*** Provided entries ***
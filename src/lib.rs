pub mod config;
pub mod engine;
pub mod fingerprint;
pub mod handler;
pub mod model;
pub mod selector;
pub mod stats;
pub mod store;
pub mod util;
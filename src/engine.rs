//! One resolution request, end to end.
//!
//! ```text
//! Received -> LinkResolved -> SnapshotFetched -> Selected{Allocated|Exhausted}
//!          -> EventRecorded -> Responded
//! ```
//!
//! Reads before the decision are fatal to the request and record nothing.
//! Writes after the decision (event append, click counter) are logged on
//! failure and never change the answer.
//!
//! Known limitation: with reservations on, a `try_reserve` that times out
//! may still have committed its occupancy bump. That slot stays taken
//! with no event behind it, and the request answers 502.

use std::sync::Arc;
use std::time::Duration;

use url::Url;

use crate::config::Settings;
use crate::fingerprint::requester_fingerprint;
use crate::model::{AllocationEvent, AllocationResult, CandidateRef, RedirectLink, RequestMeta};
use crate::selector::{self, LiveSnapshot};
use crate::store::{AnalyticsRecorder, CandidateStore, StoreError, StoreFuture};
use crate::util::destination_for;

#[derive(Debug, thiserror::Error)]
pub enum ResolveError {
    #[error("no link with slug {0:?}")]
    NotFound(String),
    #[error("link {0:?} is inactive")]
    Inactive(String),
    #[error("storage unavailable: {0}")]
    StorageUnavailable(#[source] StoreError),
}

impl ResolveError {
    /// HTTP status. Inactive and unknown slugs look the same from outside.
    pub fn status(&self) -> u16 {
        match self {
            ResolveError::NotFound(_) | ResolveError::Inactive(_) => 404,
            ResolveError::StorageUnavailable(_) => 502,
        }
    }
}

impl From<StoreError> for ResolveError {
    fn from(e: StoreError) -> Self {
        ResolveError::StorageUnavailable(e)
    }
}

#[derive(Debug, Clone)]
pub struct EngineOptions {
    pub destination_base: Url,
    pub store_timeout: Duration,
    pub reserve_on_allocate: bool,
    pub fingerprint_salt: String,
}

impl From<&Settings> for EngineOptions {
    fn from(s: &Settings) -> Self {
        Self {
            destination_base: s.destination_base.clone(),
            store_timeout: s.store_timeout,
            reserve_on_allocate: s.reserve_on_allocate,
            fingerprint_salt: s.fingerprint_salt.clone(),
        }
    }
}

/// Stateless between requests; every shared counter lives in the store.
#[derive(Clone)]
pub struct AllocationEngine {
    store: Arc<dyn CandidateStore>,
    analytics: Arc<dyn AnalyticsRecorder>,
    opts: EngineOptions,
}

impl AllocationEngine {
    pub fn new(
        store: Arc<dyn CandidateStore>,
        analytics: Arc<dyn AnalyticsRecorder>,
        opts: EngineOptions,
    ) -> Self {
        Self {
            store,
            analytics,
            opts,
        }
    }

    pub async fn resolve(
        &self,
        slug: &str,
        meta: &RequestMeta,
    ) -> Result<AllocationResult, ResolveError> {
        let link = self.load_link(slug).await?;

        // Never cached: capacity moves between any two requests.
        let ids = link.candidates.ids();
        let live = within(self.opts.store_timeout, self.store.get_live_states(&ids))
            .await
            .inspect_err(|e| tracing::error!(slug, "live state fetch failed: {e}"))?;

        let chosen = self.choose(&link, &live).await?;

        let fingerprint = requester_fingerprint(meta, &self.opts.fingerprint_salt);
        let event = AllocationEvent::new(
            &link.id,
            chosen.as_ref().map(|c| c.candidate_id.as_str()),
            fingerprint,
        );
        let count_click = chosen.as_ref().map(|_| link.id.clone());
        self.record(event, count_click).await;

        Ok(match chosen {
            Some(c) => {
                tracing::debug!(slug, candidate_id = %c.candidate_id, "allocated");
                AllocationResult::Allocated {
                    destination: destination_for(&self.opts.destination_base, &c.external_ref),
                    candidate_id: c.candidate_id,
                }
            }
            None => {
                tracing::info!(slug, candidates = ids.len(), "all candidates exhausted");
                AllocationResult::Exhausted
            }
        })
    }

    async fn load_link(&self, slug: &str) -> Result<RedirectLink, ResolveError> {
        let link = within(self.opts.store_timeout, self.store.get_link(slug))
            .await
            .inspect_err(|e| tracing::error!(slug, "link fetch failed: {e}"))?;

        let Some(link) = link else {
            return Err(ResolveError::NotFound(slug.to_string()));
        };
        if !link.active {
            tracing::debug!(slug, link_id = %link.id, "inactive link requested");
            return Err(ResolveError::Inactive(slug.to_string()));
        }
        if link.candidates.is_empty() {
            tracing::warn!(slug, link_id = %link.id, "link has no candidates configured");
        }
        Ok(link)
    }

    async fn choose(
        &self,
        link: &RedirectLink,
        live: &LiveSnapshot,
    ) -> Result<Option<CandidateRef>, ResolveError> {
        let candidates = link.candidates.as_slice();
        if !self.opts.reserve_on_allocate {
            return Ok(selector::select(candidates, live).cloned());
        }

        // Walk eligible candidates until one reservation sticks.
        for c in selector::eligible(candidates, live) {
            let won = within(self.opts.store_timeout, self.store.try_reserve(&c.candidate_id))
                .await
                .inspect_err(|e| match e {
                    // the conditional ADD may still have landed
                    StoreError::Timeout(_) => tracing::warn!(
                        candidate_id = %c.candidate_id,
                        "reservation outcome unknown: {e}"
                    ),
                    _ => tracing::error!(candidate_id = %c.candidate_id, "reservation failed: {e}"),
                })?;
            if won {
                return Ok(Some(c.clone()));
            }
            tracing::debug!(candidate_id = %c.candidate_id, "lost reservation race");
        }
        Ok(None)
    }

    /// Runs the post-decision writes on their own task so a dropped request
    /// still gets its event recorded.
    async fn record(&self, event: AllocationEvent, count_click: Option<String>) {
        let store = Arc::clone(&self.store);
        let analytics = Arc::clone(&self.analytics);
        let limit = self.opts.store_timeout;

        let task = tokio::spawn(async move {
            let append = async {
                if let Err(e) = within(limit, analytics.append(&event)).await {
                    tracing::error!(
                        event_id = %event.event_id,
                        link_id = %event.link_id,
                        outcome = event.outcome.as_str(),
                        "analytics append failed: {e}"
                    );
                }
            };
            let click = async {
                let Some(link_id) = count_click else {
                    return;
                };
                if let Err(e) = within(limit, store.increment_click_counter(&link_id)).await {
                    tracing::error!(link_id, "click counter increment failed: {e}");
                }
            };
            tokio::join!(append, click);
        });

        if let Err(e) = task.await {
            tracing::error!("allocation write task aborted: {e}");
        }
    }
}

async fn within<T>(limit: Duration, fut: StoreFuture<'_, T>) -> Result<T, StoreError> {
    match tokio::time::timeout(limit, fut).await {
        Ok(r) => r,
        Err(_) => Err(StoreError::Timeout(limit.as_millis() as u64)),
    }
}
*** End of Provided entries ***
From the data above, return every line from the line that has "same from outside." up to and including the line that has "any two requests.", exactly.

    /// HTTP status. Inactive and unknown slugs look the same from outside.
    pub fn status(&self) -> u16 {
        match self {
            ResolveError::NotFound(_) | ResolveError::Inactive(_) => 404,
            ResolveError::StorageUnavailable(_) => 502,
        }
    }
}

impl From<StoreError> for ResolveError {
    fn from(e: StoreError) -> Self {
        ResolveError::StorageUnavailable(e)
    }
}

#[derive(Debug, Clone)]
pub struct EngineOptions {
    pub destination_base: Url,
    pub store_timeout: Duration,
    pub reserve_on_allocate: bool,
    pub fingerprint_salt: String,
}

impl From<&Settings> for EngineOptions {
    fn from(s: &Settings) -> Self {
        Self {
            destination_base: s.destination_base.clone(),
            store_timeout: s.store_timeout,
            reserve_on_allocate: s.reserve_on_allocate,
            fingerprint_salt: s.fingerprint_salt.clone(),
        }
    }
}

/// Stateless between requests; every shared counter lives in the store.
#[derive(Clone)]
pub struct AllocationEngine {
    store: Arc<dyn CandidateStore>,
    analytics: Arc<dyn AnalyticsRecorder>,
    opts: EngineOptions,
}

impl AllocationEngine {
    pub fn new(
        store: Arc<dyn CandidateStore>,
        analytics: Arc<dyn AnalyticsRecorder>,
        opts: EngineOptions,
    ) -> Self {
        Self {
            store,
            analytics,
            opts,
        }
    }

    pub async fn resolve(
        &self,
        slug: &str,
        meta: &RequestMeta,
    ) -> Result<AllocationResult, ResolveError> {
        let link = self.load_link(slug).await?;

        // Never cached: capacity moves between any two requests.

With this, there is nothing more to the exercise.